The venom in him was chilling. So was the fact that he didn’t bother to manifest himself completely; his eyes were on a level with mine, but he dissolved into dark gray rolling mist below his waist.
“What do you want, Cassiel? I’m tired of your chanting.” Quintus smiled, but it wasn’t at all friendly. “Most human calls can’t reach us. Yours seems to be especially annoying.”
I was glad to know it. It might one day mean my death, if I annoyed them too badly. “Do you know what happened to Molly?”
His eyes narrowed, and it seemed to me that his face sharpened its lines, took on more definition along with more anger. “She was murdered. It was quick and vicious, and I was elsewhere.

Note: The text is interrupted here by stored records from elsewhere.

//! TUI rendering and terminal management (impure shell)

pub mod constants;
mod help;
mod layout;
mod post_pane;
mod search_input;
mod styles;
mod user_list;

pub use help::render_help_overlay;
pub use layout::{calculate_areas, header_line, render_layout, DashboardAreas};
pub use search_input::SearchBar;
pub use styles::{ColorConfig, DashboardStyles};
pub use user_list::truncate_to_width;

use crate::config::KeyBindings;
use crate::directory::{DirectoryError, DirectoryRequest, DirectoryWorker, WorkerError};
use crate::model::{KeyAction, SortKey};
use crate::state::{
    apply_response, handle_cursor_action, handle_post_scroll, handle_search_edit,
    load_more_posts, load_users, search_input_handler, select_highlighted_user, FocusPane,
    SearchEdit, SearchInput, ViewState, DEFAULT_PAGE_SIZE,
};
use constants::TICK_INTERVAL;
use crossterm::{
    event::{self, Event, KeyCode, KeyEvent, KeyEventKind, KeyModifiers},
    terminal::{disable_raw_mode, enable_raw_mode, EnterAlternateScreen, LeaveAlternateScreen},
    ExecutableCommand,
};
use ratatui::{backend::CrosstermBackend, layout::Rect, Terminal};
use std::io::{self, Stdout};
use thiserror::Error;
use tracing::{debug, info, warn};

/// Errors that can occur during TUI operations
#[derive(Debug, Error)]
pub enum TuiError {
    /// IO error during terminal operations
    #[error("Terminal IO error: {0}")]
    Io(#[from] io::Error),

    /// The directory worker stopped responding
    #[error("Directory worker error: {0}")]
    Worker(#[from] WorkerError),
}

/// Initial dashboard settings resolved from config and CLI.
#[derive(Debug, Clone, PartialEq, Eq)]
pub struct DashboardOptions {
    /// Initial sort key.
    pub sort: SortKey,
    /// Initial search term, applied before the first user list arrives.
    pub search: Option<String>,
    /// Posts requested per page.
    pub page_size: u32,
    /// Whether to draw with colors.
    pub color: ColorConfig,
}

impl Default for DashboardOptions {
    fn default() -> Self {
        Self {
            sort: SortKey::Name,
            search: None,
            page_size: DEFAULT_PAGE_SIZE,
            color: ColorConfig::from_env_and_args(false),
        }
    }
}

impl DashboardOptions {
    /// View state these options describe, before any data is loaded.
    pub fn initial_state(&self) -> ViewState {
        let mut state = ViewState::new(self.sort, self.page_size);
        if let Some(term) = &self.search {
            state.set_search(SearchInput::from_text(term.clone()));
        }
        state
    }
}

/// Main TUI application
///
/// Generic over backend to support testing with TestBackend
pub struct TuiApp<B>
where
    B: ratatui::backend::Backend,
{
    terminal: Terminal<B>,
    state: ViewState,
    worker: DirectoryWorker,
    key_bindings: KeyBindings,
    styles: DashboardStyles,
    /// Visible post lines at the last draw, for paging
    post_viewport_height: u16,
    /// Post pane text width at the last draw, for wrapping
    post_viewport_width: u16,
}

impl TuiApp<CrosstermBackend<Stdout>> {
    /// Create and initialize a new TUI application
    ///
    /// Sets up terminal in raw mode with alternate screen
    pub fn new(worker: DirectoryWorker, options: DashboardOptions) -> Result<Self, TuiError> {
        enable_raw_mode()?;
        let mut stdout = io::stdout();
        stdout.execute(EnterAlternateScreen)?;
        let backend = CrosstermBackend::new(stdout);
        let terminal = Terminal::new(backend)?;

        Ok(Self::with_terminal(
            terminal,
            options.initial_state(),
            worker,
            KeyBindings::default(),
            DashboardStyles::with_color_config(options.color),
        ))
    }

    /// Run the main event loop
    ///
    /// Returns when user quits (q or Ctrl+C). Waits up to one tick for
    /// input, then drains settled directory responses; redraws only when
    /// something changed.
    pub fn run(&mut self) -> Result<(), TuiError> {
        self.start();
        self.draw()?;

        loop {
            let mut dirty = false;

            if event::poll(TICK_INTERVAL)? {
                match event::read()? {
                    Event::Key(key) if key.kind == KeyEventKind::Press => {
                        if self.handle_key(key) {
                            info!("Quit requested");
                            return Ok(());
                        }
                        dirty = true;
                    }
                    Event::Resize(width, height) => {
                        debug!("Handling resize to {}x{}", width, height);
                        dirty = true;
                    }
                    _ => {}
                }
            }

            if self.poll_worker()? {
                dirty = true;
            }

            if dirty {
                self.draw()?;
            }
        }
    }
}

impl<B> TuiApp<B>
where
    B: ratatui::backend::Backend,
{
    fn with_terminal(
        terminal: Terminal<B>,
        state: ViewState,
        worker: DirectoryWorker,
        key_bindings: KeyBindings,
        styles: DashboardStyles,
    ) -> Self {
        let (post_viewport_height, post_viewport_width) = match terminal.size() {
            Ok(size) => {
                let frame_area = Rect::new(0, 0, size.width, size.height);
                (
                    layout::post_viewport_height(frame_area),
                    layout::post_viewport_width(frame_area),
                )
            }
            Err(_) => (0, 0),
        };

        Self {
            terminal,
            state,
            worker,
            key_bindings,
            styles,
            post_viewport_height,
            post_viewport_width,
        }
    }

    /// Issue the initial user list load.
    fn start(&mut self) {
        let request = load_users(&mut self.state);
        self.dispatch(request);
    }

    /// Send a request to the worker, settling it locally if the worker is gone.
    fn dispatch(&mut self, request: DirectoryRequest) {
        if let Err(err) = self.worker.submit(request) {
            warn!(error = %err, ?request, "Directory worker unavailable");
            apply_response(
                &mut self.state,
                request.fail(DirectoryError::WorkerUnavailable),
            );
        }
    }

    /// Apply every settled response. Returns true if any arrived.
    fn poll_worker(&mut self) -> Result<bool, TuiError> {
        let responses = self.worker.poll()?;
        let arrived = !responses.is_empty();

        for response in responses {
            let outcome = apply_response(&mut self.state, response);
            debug!(?outcome, "Applied directory response");
        }

        if arrived {
            self.clamp_post_scroll();
        }
        Ok(arrived)
    }

    /// Handle a single keyboard event
    ///
    /// Returns true if app should quit
    fn handle_key(&mut self, key: KeyEvent) -> bool {
        // Special case: Ctrl+C should always quit, even if not in bindings
        if key.code == KeyCode::Char('c') && key.modifiers.contains(KeyModifiers::CONTROL) {
            return true;
        }

        // Help overlay swallows everything except close and quit
        if self.state.help_visible {
            match key.code {
                KeyCode::Esc | KeyCode::Char('?') => self.state.help_visible = false,
                KeyCode::Char('q') => return true,
                _ => {}
            }
            return false;
        }

        // Typing into the search bar (before key binding dispatch)
        if self.state.focus == FocusPane::Search {
            self.handle_search_key(key);
            return false;
        }

        let action = match self.key_bindings.get(key) {
            Some(action) => action,
            None => return false, // Unknown key, ignore
        };

        match action {
            KeyAction::Quit => return true,
            KeyAction::Help => self.state.help_visible = true,

            KeyAction::StartSearch => search_input_handler::activate_search_input(&mut self.state),
            KeyAction::ClearSearch => handle_search_edit(&mut self.state, SearchEdit::Clear),
            KeyAction::CycleSort => self.state.cycle_sort_key(),

            KeyAction::Refresh => {
                let request = load_users(&mut self.state);
                self.dispatch(request);
            }
            KeyAction::SelectUser => {
                if let Some(request) = select_highlighted_user(&mut self.state) {
                    self.dispatch(request);
                }
            }
            KeyAction::LoadMorePosts => {
                if let Some(request) = load_more_posts(&mut self.state) {
                    self.dispatch(request);
                }
            }

            KeyAction::CycleFocus => {
                self.state.focus = match self.state.focus {
                    FocusPane::Users => FocusPane::Posts,
                    FocusPane::Posts | FocusPane::Search => FocusPane::Users,
                };
            }

            KeyAction::CursorUp
            | KeyAction::CursorDown
            | KeyAction::CursorTop
            | KeyAction::CursorBottom => {
                if self.state.focus == FocusPane::Posts {
                    self.scroll_posts(action);
                } else {
                    handle_cursor_action(&mut self.state, action);
                }
            }
            KeyAction::ScrollPostsDown | KeyAction::ScrollPostsUp => self.scroll_posts(action),
        }

        false
    }

    fn handle_search_key(&mut self, key: KeyEvent) {
        let edit = match key.code {
            KeyCode::Char(ch) if !key.modifiers.contains(KeyModifiers::CONTROL) => {
                SearchEdit::Insert(ch)
            }
            KeyCode::Backspace => SearchEdit::Backspace,
            KeyCode::Left => SearchEdit::CursorLeft,
            KeyCode::Right => SearchEdit::CursorRight,
            KeyCode::Esc | KeyCode::Enter | KeyCode::Tab => {
                search_input_handler::leave_search_input(&mut self.state);
                return;
            }
            _ => return,
        };
        handle_search_edit(&mut self.state, edit);
    }

    fn scroll_posts(&mut self, action: KeyAction) {
        let max_scroll = self.max_post_scroll();
        handle_post_scroll(&mut self.state, action, self.post_viewport_height, max_scroll);
    }

    fn max_post_scroll(&self) -> u16 {
        let line_count =
            post_pane::build_post_lines(&self.state, &self.styles, self.post_viewport_width)
                .len();
        post_pane::max_post_scroll(line_count, self.post_viewport_height)
    }

    fn clamp_post_scroll(&mut self) {
        self.state.post_scroll = self.state.post_scroll.min(self.max_post_scroll());
    }

    /// Render the current frame
    fn draw(&mut self) -> Result<(), TuiError> {
        let size = self.terminal.size()?;
        let frame_area = Rect::new(0, 0, size.width, size.height);
        self.post_viewport_height = layout::post_viewport_height(frame_area);
        self.post_viewport_width = layout::post_viewport_width(frame_area);

        let state = &self.state;
        let styles = &self.styles;
        self.terminal.draw(|frame| {
            layout::render_layout(frame, state, styles);
        })?;

        Ok(())
    }
}

// ===== Test Helpers =====
//
// The following methods are ONLY for testing within the crate.

#[cfg(test)]
#[allow(dead_code)] // Not all helpers used in every test module
impl<B> TuiApp<B>
where
    B: ratatui::backend::Backend,
{
    /// Create TuiApp for testing around a caller-built worker.
    pub(crate) fn new_for_test(
        terminal: Terminal<B>,
        state: ViewState,
        worker: DirectoryWorker,
        key_bindings: KeyBindings,
    ) -> Self {
        Self::with_terminal(
            terminal,
            state,
            worker,
            key_bindings,
            DashboardStyles::with_color_config(ColorConfig::fixed(false)),
        )
    }

    pub(crate) fn state(&self) -> &ViewState {
        &self.state
    }

    pub(crate) fn start_test(&mut self) {
        self.start()
    }

    pub(crate) fn handle_key_test(&mut self, key: KeyEvent) -> bool {
        self.handle_key(key)
    }

    pub(crate) fn poll_worker_test(&mut self) -> Result<bool, TuiError> {
        self.poll_worker()
    }

    pub(crate) fn render_test(&mut self) -> Result<(), TuiError> {
        self.draw()
    }

    pub(crate) fn terminal(&self) -> &Terminal<B> {
        &self.terminal
    }
}

/// Initialize and run the dashboard.
///
/// Handles terminal setup, runs the event loop, and restores the terminal
/// on exit, including when the loop fails.
///
/// Note: Logging must be initialized by caller before calling this function.
pub fn run_dashboard(worker: DirectoryWorker, options: DashboardOptions) -> Result<(), TuiError> {
    let mut app = TuiApp::new(worker, options)?;

    let result = app.run();

    // Always restore terminal state
    restore_terminal()?;

    result
}

/// Restore terminal to normal state
///
/// Disables raw mode and leaves alternate screen
fn restore_terminal() -> Result<(), TuiError> {
    disable_raw_mode()?;
    io::stdout().execute(LeaveAlternateScreen)?;
    Ok(())
}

What more do you want?”
“I want to know how far you traced the killer.” I had absolutely no doubts that he’d done so. I’d raced after the car full of gunmen who’d shot down Manny, and if Quintus truly cared for the woman, he’d have done the same.
Seconds passed, thick and ominous. “It’s not that simple,” he finally said. “Even the Djinn can’t fight shadows.”
“How far did you trace the attack, Quintus?”
He looked past me, at Luis, who was snoring lightly on the couch. “I traced it to the end.”
“What does that—”
“Don’t ask me, Cassiel. I can’t tell you.” Not, I realized, that he wouldn’t. He couldn’t. “There is a geas on me.”
A geas was a special kind of restraint, one that only a Conduit could apply—or an Oracle, I supposed. It was beyond the power of a normal Djinn, even the mightiest of us.
I had narrowed our pool of suspects considerably—and made it infinitely more dangerous. “We are going to Colorado,” I said. “We think the attacks are originating there.”
I was careful not to make it a question; a geas would force him to silence in response, or even to a lie. But a statement might pass.
It did. Quintus seemed to relax a fraction. “I hear it’s nice this time of year,” he said. “Cassiel, be careful. There are more things happening than you can see.”
I tried again. “We’re going to The Ranch.”